Posted by Jeff Iorg on

This past weekend, our church hosted its annual leadership development conference and volunteer appreciation luncheon. I missed it because I was speaking at another church’s leadership training conference and appreciation dinner. Both of these churches recognize the importance of leadership development and volunteer appreciation. They do so for at least two reasons.

First, churches that train their volunteers know who really makes church ministry happen. Volunteers need what is usually called “professional development” if their knowledge base and skill sets are going to improve. These churches recognize the three-fold recipe for effective ministry: God directs ministry, leaders initiate ministry, and volunteers accomplish ministry.

Our school is well-known for its emphasis on shaping leaders. Most of my writing has been aimed at vocational ministry leaders. The importance of leaders initiating ministry is significant, but it’s easy to lose sight of this reality: Volunteers are essential to accomplishing ministry. Without them, God-directed and leader-initiated dreams fall flat.

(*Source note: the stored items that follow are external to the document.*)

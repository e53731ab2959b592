//! Payload validation against finalized class schemas.

use serde_json::Value;

use crate::catalog::SchemaCatalog;
use crate::error::{PayloadError, ValidateError};

/// Keys dropped from bundled schemas before handing them to the validator.
const IDENTITY_KEYWORDS: &[&str] = &["$id", "$schema"];

/// Bundled schema of `class` with `$id` and `$schema` removed from the root
/// and every inlined class schema.
///
/// Identifiers such as `"A#ref"` carry fragments that newer drafts reject,
/// and once every reference is inlined they serve no purpose.
///
/// # Errors
///
/// Returns `ValidateError::Declare` if `class` cannot be bundled.
pub fn validation_schema<R>(
    catalog: &SchemaCatalog<R>,
    class: &str,
) -> Result<Value, ValidateError> {
    let mut schema = catalog.bundle(class)?;
    strip_identity(&mut schema);
    Ok(schema)
}

/// Walks schema positions only: the node itself, its property schemas and
/// its `items`. Property names and constraint values are left alone.
fn strip_identity(schema: &mut Value) {
    let Value::Object(map) = schema else {
        return;
    };
    for key in IDENTITY_KEYWORDS {
        map.remove(*key);
    }
    if let Some(Value::Object(properties)) = map.get_mut("properties") {
        for child in properties.values_mut() {
            strip_identity(child);
        }
    }
    if let Some(items) = map.get_mut("items") {
        strip_identity(items);
    }
}

/// Validate a payload against the schema of `class`.
///
/// # Errors
///
/// Returns `ValidateError::Declare` if the schema can't be built, or
/// `ValidateError::Invalid` if the payload doesn't match the schema.
pub fn validate<R>(
    catalog: &SchemaCatalog<R>,
    class: &str,
    payload: &Value,
) -> Result<(), ValidateError> {
    let schema = validation_schema(catalog, class)?;
    validate_against_schema(&schema, payload)
}

/// Validate a payload against an already-built schema.
///
/// Use this when validating many payloads against the same class.
pub fn validate_against_schema(schema: &Value, payload: &Value) -> Result<(), ValidateError> {
    let validator = jsonschema::validator_for(schema).map_err(|e| ValidateError::InvalidSchema {
        message: e.to_string(),
    })?;

    let errors: Vec<PayloadError> = validator
        .iter_errors(payload)
        .map(|e| PayloadError {
            path: e.instance_path.to_string(),
            message: e.to_string(),
        })
        .collect();

    if errors.is_empty() {
        Ok(())
    } else {
        Err(ValidateError::Invalid { errors })
    }
}

#[cfg(test)]
mod tests {
    use super::*;
    use crate::error::DeclareError;
    use crate::property::FieldDecl;
    use crate::resolver::DeclaredTypes;
    use crate::types::{Constraints, FieldType, SchemaMetadata, TypeDescriptor};
    use serde_json::json;

    fn pets() -> SchemaCatalog {
        let types = DeclaredTypes::new()
            .field_of::<String>("Owner", "name")
            .field("Pet", "owner", TypeDescriptor::class("Owner"))
            .field_of::<Vec<String>>("Pet", "tags");
        let mut catalog = SchemaCatalog::new(types);
        catalog
            .register_field(
                "Owner",
                FieldDecl::new("name").constraints(Constraints::new().with("minLength", 1)),
            )
            .unwrap();
        catalog
            .finalize(
                "Owner",
                Some(
                    SchemaMetadata::new()
                        .id("Owner#ref")
                        .schema("http://json-schema.org/draft-04/schema#"),
                ),
            )
            .unwrap();
        catalog.register_field("Pet", FieldDecl::new("owner")).unwrap();
        catalog
            .register_field(
                "Pet",
                FieldDecl::new("tags")
                    .of(FieldType::string())
                    .array_constraints(Constraints::new().with("maxItems", 2))
                    .optional(),
            )
            .unwrap();
        catalog.finalize("Pet", None).unwrap();
        catalog
    }

    #[test]
    fn validation_schema_has_no_identity_keys() {
        let schema = validation_schema(&pets(), "Pet").unwrap();
        assert_eq!(
            schema["properties"]["owner"],
            json!({
                "type": "object",
                "required": ["name"],
                "properties": { "name": { "type": "string", "minLength": 1 } }
            })
        );
    }

    #[test]
    fn validate_valid_payload() {
        let payload = json!({ "owner": { "name": "Ada" }, "tags": ["cat"] });
        assert!(validate(&pets(), "Pet", &payload).is_ok());
    }

    #[test]
    fn validate_missing_required_field() {
        let payload = json!({ "tags": [] });
        let result = validate(&pets(), "Pet", &payload);
        assert!(matches!(result, Err(ValidateError::Invalid { .. })));
    }

    #[test]
    fn validate_nested_constraint() {
        let payload = json!({ "owner": { "name": "" } });
        match validate(&pets(), "Pet", &payload) {
            Err(ValidateError::Invalid { errors }) => {
                assert_eq!(errors.len(), 1);
                assert_eq!(errors[0].path, "/owner/name");
            }
            other => panic!("expected validation error, got {:?}", other),
        }
    }

    #[test]
    fn validate_collects_multiple_errors() {
        let payload = json!({ "owner": { "name": 1 }, "tags": ["a", "b", "c"] });
        match validate(&pets(), "Pet", &payload) {
            Err(ValidateError::Invalid { errors }) => assert_eq!(errors.len(), 2),
            other => panic!("expected 2 validation errors, got {:?}", other),
        }
    }

    #[test]
    fn field_named_like_identity_keyword_is_kept() {
        let types = DeclaredTypes::new()
            .field_of::<String>("Doc", "$id")
            .field_of::<String>("Doc", "name");
        let mut catalog = SchemaCatalog::new(types);
        catalog.register_field("Doc", FieldDecl::new("$id")).unwrap();
        catalog
            .register_field(
                "Doc",
                FieldDecl::new("name").constraints(
                    Constraints::new().with("default", json!({ "$id": "x", "$schema": "y" })),
                ),
            )
            .unwrap();
        catalog
            .finalize("Doc", Some(SchemaMetadata::new().id("Doc#ref")))
            .unwrap();

        let schema = validation_schema(&catalog, "Doc").unwrap();
        assert!(schema.get("$id").is_none());
        assert_eq!(schema["properties"]["$id"], json!({ "type": "string" }));
        assert_eq!(
            schema["properties"]["name"]["default"],
            json!({ "$id": "x", "$schema": "y" })
        );

        let result = validate(&catalog, "Doc", &json!({ "$id": 5, "name": "x" }));
        match result {
            Err(ValidateError::Invalid { errors }) => assert_eq!(errors[0].path, "/$id"),
            other => panic!("expected validation error, got {:?}", other),
        }
        assert!(validate(&catalog, "Doc", &json!({ "$id": "d1", "name": "x" })).is_ok());
    }

    #[test]
    fn validate_unknown_class() {
        let result = validate(&pets(), "Cat", &json!({}));
        assert!(matches!(
            result,
            Err(ValidateError::Declare(DeclareError::NotFinalized { .. }))
        ));
    }
}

Second, churches that appreciate volunteers understand the power of recognition and affirmation. It amazes me some Christian leaders are parsimonious with appreciation. They usually cite some misguided fear about puffing people up or tainting their ministry motives. The real reasons we fail to express appreciation are our over-inflated view of our role and insecurity in allowing others to receive credit. Healthy leaders get past all this and appreciate those who serve with them.

The time and money spent on the events this past weekend will pay eternal dividends in those churches. They have both been hosting events like this for years which partially explains how they have become so strong. Your church may not have a leadership development strategy or appreciation plan. If not, make creating one a priority for the new year.